Какой всё-таки ад… я не мог произнести ни слова, я не знал, что говорить. Как помочь человеку, когда помочь нечем? Да и не нужна была ему моя помощь.
– Можно я побуду один? – Серёга прохрипел эти слова и с мольбой посмотрел на меня.
Я вышел из ее комнаты, тихо прикрыв дверь. Когда стал спускаться вниз, увидел Женьку.
Нет! Нет! Нет-нет-нет-нет-нет… Только не это! Не сейчас! Пожалуйста!
Она сидела на полу лестничного пролета. В глазах ужас. Щеки сырые от слёз. И я все понял. Она все слышала.
Твою мать. Блять.. Не так. Зачем именно так? Зачем она узнала именно так?
Она тихо мотала головой, медленно вставая на ноги. Губы шептали бессвязные слова.
И она сорвалась с места. Кубарем скатилась с лестницы, наспех одетые ботинки, хлопок входной двери и я бегу за ней.
Сука… Она же раздетая. На ней футболка и джинсы. Я схватил свою и ее куртку. Одеваясь на бегу.
Не так. Все неправильно. Тебе надо бежать из этого дома, полного боли, но не так…
Я знал куда она бежит. Было только одно место. В голове бил набат из матных слов. Почему я не услышал, как она вернулась? Почему не проверил?
Знакомая тропа. Тот же камень. Дежавю. Та же поза, те же слезы. Но на этот раз не будет никаких слов. Не будет потока грязи. Одно желание обнять. Надеть на нее долбаную куртку и обнять. Спрятать от этого ужаса.
Она слышит как я иду, но не оборачивается. Рыдания сотрясают ее хрупкое тело. Протягиваю руки к ней. Сгребаю в охапку. Распахиваю свою куртку и закрываю ее от всего мира.
Ее рыдания. Она вцепляется в меня, как в спасательный круг. Кулаки сжимают рубашку на моей спине. В ней столько боли, она хлещет через края. И у этой боли вкус солёных слёз. Никогда в жизни мне не было так плохо. Я чувствовал каждой клеточкой, каждым дюймом своего тела, как ей больно. Как ей страшно. Как ее мир расшатывался. Как скрипели и крушились стены, которые она так тщательно устанавливала, чтобы придать своему миру логичность.
Я стоял на этом пустыре, был рядом с ней, но никогда в жизни она не была так далеко от меня. Мне хотелось выть. Я ненавидел день, когда приехал жить в этот дом. Ненавидел день, когда понял, что люблю эту девушку, потому что ничем не мог ей помочь. Только стоять вот так рядом, держать ее, как спасательный плот в море страха, боли и отчаяния.
Женька попросила отвезти ее к Светке. Все происходило как в страшном, кошмарном сне. Губа горела, на правой щеке синел синяк. Левая бровь рассечена.
Женька попросила остановить у аптеки, выбежала, вернулась и стала обрабатывать мои болячки.
Запах йода, ее холодные дрожащие руки. Лёгкие прикосновения. Я прикрыл глаза. Так тихо.

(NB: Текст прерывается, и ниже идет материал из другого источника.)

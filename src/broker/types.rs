use crate::errors::{WheelError, WheelResult};
use crate::market::calendar;
use crate::market::types::{OptionContract, OptionType, OptionsChain, PriceSeries, Quote};
use chrono::{DateTime, NaiveDate, Utc};
use serde::{Deserialize, Serialize};
use std::collections::{BTreeMap, HashMap};

/// Expiration key ("2026-11-20:35") -> strike key ("105.0") -> contracts.
pub type ExpDateMap = BTreeMap<String, BTreeMap<String, Vec<WireOptionContract>>>;

// ── Option chain ──

#[derive(Debug, Clone, Serialize, Deserialize)]
#[serde(rename_all = "camelCase")]
pub struct ChainResponse {
    pub symbol: Option<String>,
    pub status: Option<String>,
    pub underlying_price: Option<f64>,
    #[serde(default)]
    pub call_exp_date_map: ExpDateMap,
    #[serde(default)]
    pub put_exp_date_map: ExpDateMap,
}

#[derive(Debug, Clone, Serialize, Deserialize)]
#[serde(rename_all = "camelCase")]
pub struct WireOptionContract {
    pub put_call: Option<String>,
    pub symbol: Option<String>,
    pub bid: Option<f64>,
    pub ask: Option<f64>,
    pub last: Option<f64>,
    pub total_volume: Option<u64>,
    pub open_interest: Option<u64>,
    /// Percent, with -999 standing in for "not computed"
    pub volatility: Option<f64>,
    pub delta: Option<f64>,
    pub gamma: Option<f64>,
    pub theta: Option<f64>,
    pub vega: Option<f64>,
    pub strike_price: Option<f64>,
    pub expiration_date: Option<String>,
    pub days_to_expiration: Option<i64>,
}

/// Broker sentinels (-999, NaN) become zero in the domain.
#[inline]
fn finite_or_zero(v: Option<f64>) -> f64 {
    v.filter(|x| x.is_finite() && *x > -999.0).unwrap_or(0.0)
}

impl WireOptionContract {
    fn into_contract(
        self,
        underlying: &str,
        option_type: OptionType,
        exp_key: &str,
        strike_key: &str,
    ) -> WheelResult<OptionContract> {
        let expiration_date = match self.expiration_date.as_deref() {
            Some(s) => calendar::parse_expiration(s)?,
            None => calendar::parse_expiration(exp_key)?,
        };
        let strike = match self.strike_price {
            Some(k) => k,
            None => strike_key
                .parse::<f64>()
                .map_err(|e| WheelError::Parse(format!("strike key {strike_key}: {e}")))?,
        };
        let iv = finite_or_zero(self.volatility);

        Ok(OptionContract {
            symbol: underlying.to_string(),
            expiration_date,
            strike,
            option_type,
            bid: finite_or_zero(self.bid).max(0.0),
            ask: finite_or_zero(self.ask).max(0.0),
            last: finite_or_zero(self.last).max(0.0),
            volume: self.total_volume.unwrap_or(0),
            open_interest: self.open_interest.unwrap_or(0),
            implied_volatility: if iv > 0.0 { iv / 100.0 } else { 0.0 },
            delta: finite_or_zero(self.delta),
            gamma: finite_or_zero(self.gamma),
            theta: finite_or_zero(self.theta),
            vega: finite_or_zero(self.vega),
        })
    }
}

impl ChainResponse {
    pub fn into_chain(self, requested: &str, retrieved_at: DateTime<Utc>) -> WheelResult<OptionsChain> {
        if matches!(self.status.as_deref(), Some("FAILED")) {
            return Err(WheelError::Parse(format!("chain request for {requested} failed")));
        }
        let symbol = self.symbol.unwrap_or_else(|| requested.to_string()).to_ascii_uppercase();

        let mut contracts = Vec::new();
        for (option_type, map) in [
            (OptionType::Call, self.call_exp_date_map),
            (OptionType::Put, self.put_exp_date_map),
        ] {
            for (exp_key, strikes) in map {
                for (strike_key, wires) in strikes {
                    for wire in wires {
                        contracts.push(wire.into_contract(&symbol, option_type, &exp_key, &strike_key)?);
                    }
                }
            }
        }

        tracing::debug!(symbol = %symbol, contracts = contracts.len(), "chain decoded");
        OptionsChain::new(symbol, contracts, retrieved_at)
    }
}

// ── Quotes ──

/// Keyed by symbol.
pub type QuotesResponse = HashMap<String, QuoteEntry>;

#[derive(Debug, Clone, Serialize, Deserialize)]
pub struct QuoteEntry {
    pub symbol: Option<String>,
    pub quote: Option<WireQuote>,
}

#[derive(Debug, Clone, Serialize, Deserialize)]
#[serde(rename_all = "camelCase")]
pub struct WireQuote {
    pub last_price: Option<f64>,
    pub bid_price: Option<f64>,
    pub ask_price: Option<f64>,
    pub close_price: Option<f64>,
}

pub fn quote_from_response(mut resp: QuotesResponse, symbol: &str) -> WheelResult<Quote> {
    let key = resp
        .keys()
        .find(|k| k.eq_ignore_ascii_case(symbol))
        .cloned()
        .ok_or_else(|| WheelError::Parse(format!("no quote returned for {symbol}")))?;
    let wire = resp
        .remove(&key)
        .and_then(|e| e.quote)
        .ok_or_else(|| WheelError::Parse(format!("quote for {symbol} has no price block")))?;

    let last = finite_or_zero(wire.last_price);
    Ok(Quote {
        symbol: key,
        last: if last > 0.0 { last } else { finite_or_zero(wire.close_price) },
        bid: finite_or_zero(wire.bid_price),
        ask: finite_or_zero(wire.ask_price),
    })
}

// ── Price history ──

#[derive(Debug, Clone, Serialize, Deserialize)]
pub struct PriceHistoryResponse {
    pub symbol: Option<String>,
    #[serde(default)]
    pub empty: bool,
    #[serde(default)]
    pub candles: Vec<Candle>,
}

#[derive(Debug, Clone, Serialize, Deserialize)]
pub struct Candle {
    pub open: Option<f64>,
    pub high: Option<f64>,
    pub low: Option<f64>,
    pub close: Option<f64>,
    pub volume: Option<u64>,
    /// Epoch milliseconds
    pub datetime: i64,
}

impl PriceHistoryResponse {
    /// Daily closes, oldest first. Candles without a close are skipped.
    pub fn into_series(self, requested: &str) -> WheelResult<PriceSeries> {
        let mut points: Vec<(NaiveDate, f64)> = self
            .candles
            .iter()
            .filter_map(|c| {
                let close = c.close.filter(|x| x.is_finite() && *x > 0.0)?;
                let date = DateTime::<Utc>::from_timestamp_millis(c.datetime)?.date_naive();
                Some((date, close))
            })
            .collect();
        points.sort_by_key(|(d, _)| *d);

        if points.is_empty() {
            return Err(WheelError::Parse(format!("no price history for {requested}")));
        }

        let (dates, closes) = points.into_iter().unzip();
        Ok(PriceSeries {
            symbol: self.symbol.unwrap_or_else(|| requested.to_string()),
            dates,
            closes,
        })
    }
}

// ── OAuth ──

#[derive(Debug, Clone, Serialize, Deserialize)]
pub struct TokenResponse {
    pub access_token: String,
    pub refresh_token: Option<String>,
    pub expires_in: Option<i64>,
    pub token_type: Option<String>,
    pub scope: Option<String>,
}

– Больно? – спрашивает она.
– Нет, пройдет. – Я с трудом фокусирую взгляд на ее лице. Столько беспокойства в глазах.
– Прости.
– За что? – я удивляюсь.
– За все. От меня всегда одни проблемы. За Серёгу прости, он… – Она внезапно замолкает. Словно в ней что-то захлапывается.
– Ээй, – шепчу я, – все хорошо, слышишь?
Обнимаю ее снова, она тихо плачет. Снова слезы. Сколько же в ней воды?

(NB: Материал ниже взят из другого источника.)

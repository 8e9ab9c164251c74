pub mod strike_optimizer;
pub mod volatility;

use crate::errors::WheelError;
use serde::{Deserialize, Serialize};

/// Risk tier of a strike, derived purely from its sigma distance to spot.
/// Variants are ordered from closest to spot to farthest.
#[derive(Debug, Clone, Copy, PartialEq, Eq, PartialOrd, Ord, Hash, Serialize, Deserialize)]
#[serde(rename_all = "SCREAMING_SNAKE_CASE")]
pub enum StrikeProfile {
    Aggressive,
    Moderate,
    Conservative,
    FarOutOfRange,
}

impl std::fmt::Display for StrikeProfile {
    fn fmt(&self, f: &mut std::fmt::Formatter<'_>) -> std::fmt::Result {
        match self {
            Self::Aggressive => write!(f, "aggressive"),
            Self::Moderate => write!(f, "moderate"),
            Self::Conservative => write!(f, "conservative"),
            Self::FarOutOfRange => write!(f, "far_out_of_range"),
        }
    }
}

impl std::str::FromStr for StrikeProfile {
    type Err = WheelError;

    fn from_str(s: &str) -> Result<Self, Self::Err> {
        match s.trim().to_ascii_lowercase().replace('-', "_").as_str() {
            "aggressive" => Ok(Self::Aggressive),
            "moderate" => Ok(Self::Moderate),
            "conservative" => Ok(Self::Conservative),
            "far_out_of_range" | "far" => Ok(Self::FarOutOfRange),
            other => Err(WheelError::Validation(format!("unknown strike profile: {other}"))),
        }
    }
}

/// How a probability was produced.
#[derive(Debug, Clone, Copy, PartialEq, Eq, Serialize, Deserialize)]
#[serde(rename_all = "snake_case")]
pub enum ProbabilityMethod {
    /// Driftless lognormal terminal price, standard normal CDF over the sigma distance.
    LognormalCdf,
}

/// Assignment probability for one strike. Produced fresh per call.
#[derive(Debug, Clone, Copy, PartialEq, Serialize, Deserialize)]
pub struct ProbabilityResult {
    /// P(option finishes in the money), in [0, 1]
    pub probability: f64,
    /// Standard deviations between strike and spot, positive when out of the money
    pub sigma_distance: f64,
    pub method: ProbabilityMethod,
    pub volatility: f64,
    pub days_to_expiry: i64,
}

– Я не знаю, что теперь делать. Я не хочу идти в этот дом. Не хочу больше. Я так устала. Так устала. Как мне быть? Что с этим всем делать?
– Просто тебе надо поспать. Отдохнуть. А потом придумаем.

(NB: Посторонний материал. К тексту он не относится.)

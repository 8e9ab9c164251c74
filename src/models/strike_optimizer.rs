use crate::errors::{WheelError, WheelResult};
use crate::market::types::OptionType;
use crate::models::{ProbabilityMethod, ProbabilityResult, StrikeProfile};
use statrs::distribution::{ContinuousCDF, Normal};

/// Calendar days per year used to scale volatility to the option's life.
const DAYS_PER_YEAR: f64 = 365.0;

/// Upper bounds (exclusive) of |sigma| for each profile band.
const AGGRESSIVE_MAX_SIGMA: f64 = 0.5;
const MODERATE_MAX_SIGMA: f64 = 1.0;
const CONSERVATIVE_MAX_SIGMA: f64 = 2.0;

/// Strike probability engine.
///
/// sigma_distance = ln(K/S) / (vol * sqrt(T))   for calls
/// sigma_distance = ln(S/K) / (vol * sqrt(T))   for puts
/// P(ITM)         = Phi(-sigma_distance)
///
/// where T = days_to_expiry / 365. The distance is positive for out-of-the-money
/// strikes on either side, so both sides share one banding policy.
/// Holds only the standard normal; safe to share across threads.
#[derive(Debug, Clone)]
pub struct StrikeOptimizer {
    normal: Normal,
}

impl Default for StrikeOptimizer {
    fn default() -> Self {
        Self::new()
    }
}

impl StrikeOptimizer {
    pub fn new() -> Self {
        Self {
            normal: Normal::standard(),
        }
    }

    /// Number of standard deviations the strike sits from spot.
    /// Callers pass `max(1, dte)`; this function does not clamp.
    pub fn get_sigma_for_strike(
        &self,
        strike: f64,
        current_price: f64,
        volatility: f64,
        days_to_expiry: i64,
        option_type: OptionType,
    ) -> WheelResult<f64> {
        if !volatility.is_finite() || volatility <= 0.0 {
            return Err(WheelError::Model(format!(
                "volatility must be positive, got {volatility}"
            )));
        }
        if days_to_expiry <= 0 {
            return Err(WheelError::Model(format!(
                "days to expiry must be positive, got {days_to_expiry}"
            )));
        }
        if !(strike.is_finite() && strike > 0.0 && current_price.is_finite() && current_price > 0.0) {
            return Err(WheelError::Model(format!(
                "strike and price must be positive, got strike={strike} price={current_price}"
            )));
        }

        let sigma_sqrt_t = volatility * (days_to_expiry as f64 / DAYS_PER_YEAR).sqrt();
        let ln_k_s = (strike / current_price).ln();

        let distance = match option_type {
            OptionType::Call => ln_k_s / sigma_sqrt_t,
            OptionType::Put => -ln_k_s / sigma_sqrt_t,
        };
        Ok(distance)
    }

    /// Probability that the option finishes in the money at expiry.
    pub fn calculate_assignment_probability(
        &self,
        strike: f64,
        current_price: f64,
        volatility: f64,
        days_to_expiry: i64,
        option_type: OptionType,
    ) -> WheelResult<ProbabilityResult> {
        let sigma_distance =
            self.get_sigma_for_strike(strike, current_price, volatility, days_to_expiry, option_type)?;

        let probability = self.normal.cdf(-sigma_distance).clamp(0.0, 1.0);

        Ok(ProbabilityResult {
            probability,
            sigma_distance,
            method: ProbabilityMethod::LognormalCdf,
            volatility,
            days_to_expiry,
        })
    }

    /// Bands |sigma| into a profile. Total over f64: non-finite input is far out of range.
    pub fn get_profile_for_sigma(&self, sigma_distance: f64) -> StrikeProfile {
        let s = sigma_distance.abs();
        if s < AGGRESSIVE_MAX_SIGMA {
            StrikeProfile::Aggressive
        } else if s < MODERATE_MAX_SIGMA {
            StrikeProfile::Moderate
        } else if s < CONSERVATIVE_MAX_SIGMA {
            StrikeProfile::Conservative
        } else {
            StrikeProfile::FarOutOfRange
        }
    }

    /// Standard normal CDF, shared with the risk analyzer's profit probabilities.
    #[inline]
    pub fn cdf(&self, x: f64) -> f64 {
        self.normal.cdf(x)
    }
}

Она отстраняется от меня, кивает. Я увожу ее к Светке. Возвращаюсь к Орловым. Как же хреново. Все хреново. Такой бардак.
Вхожу домой, Серёга встречает у дверей.
– Где она? – в голосе усталость, страх, беспокойство.
– Я отвез ее к Светке. – раздеваюсь , снимаю обувь.
– Как она?
Я смотрю на него. Интересно он в курсе того, что она слышала? Мой ответ повисает в воздухе.
Он устало трёт руками лицо.
– Она плакала ведь?
– Серёж, ты серьезно? Ты сейчас издеваешься? Она всегда плачет и только из-за тебя. Постоянно.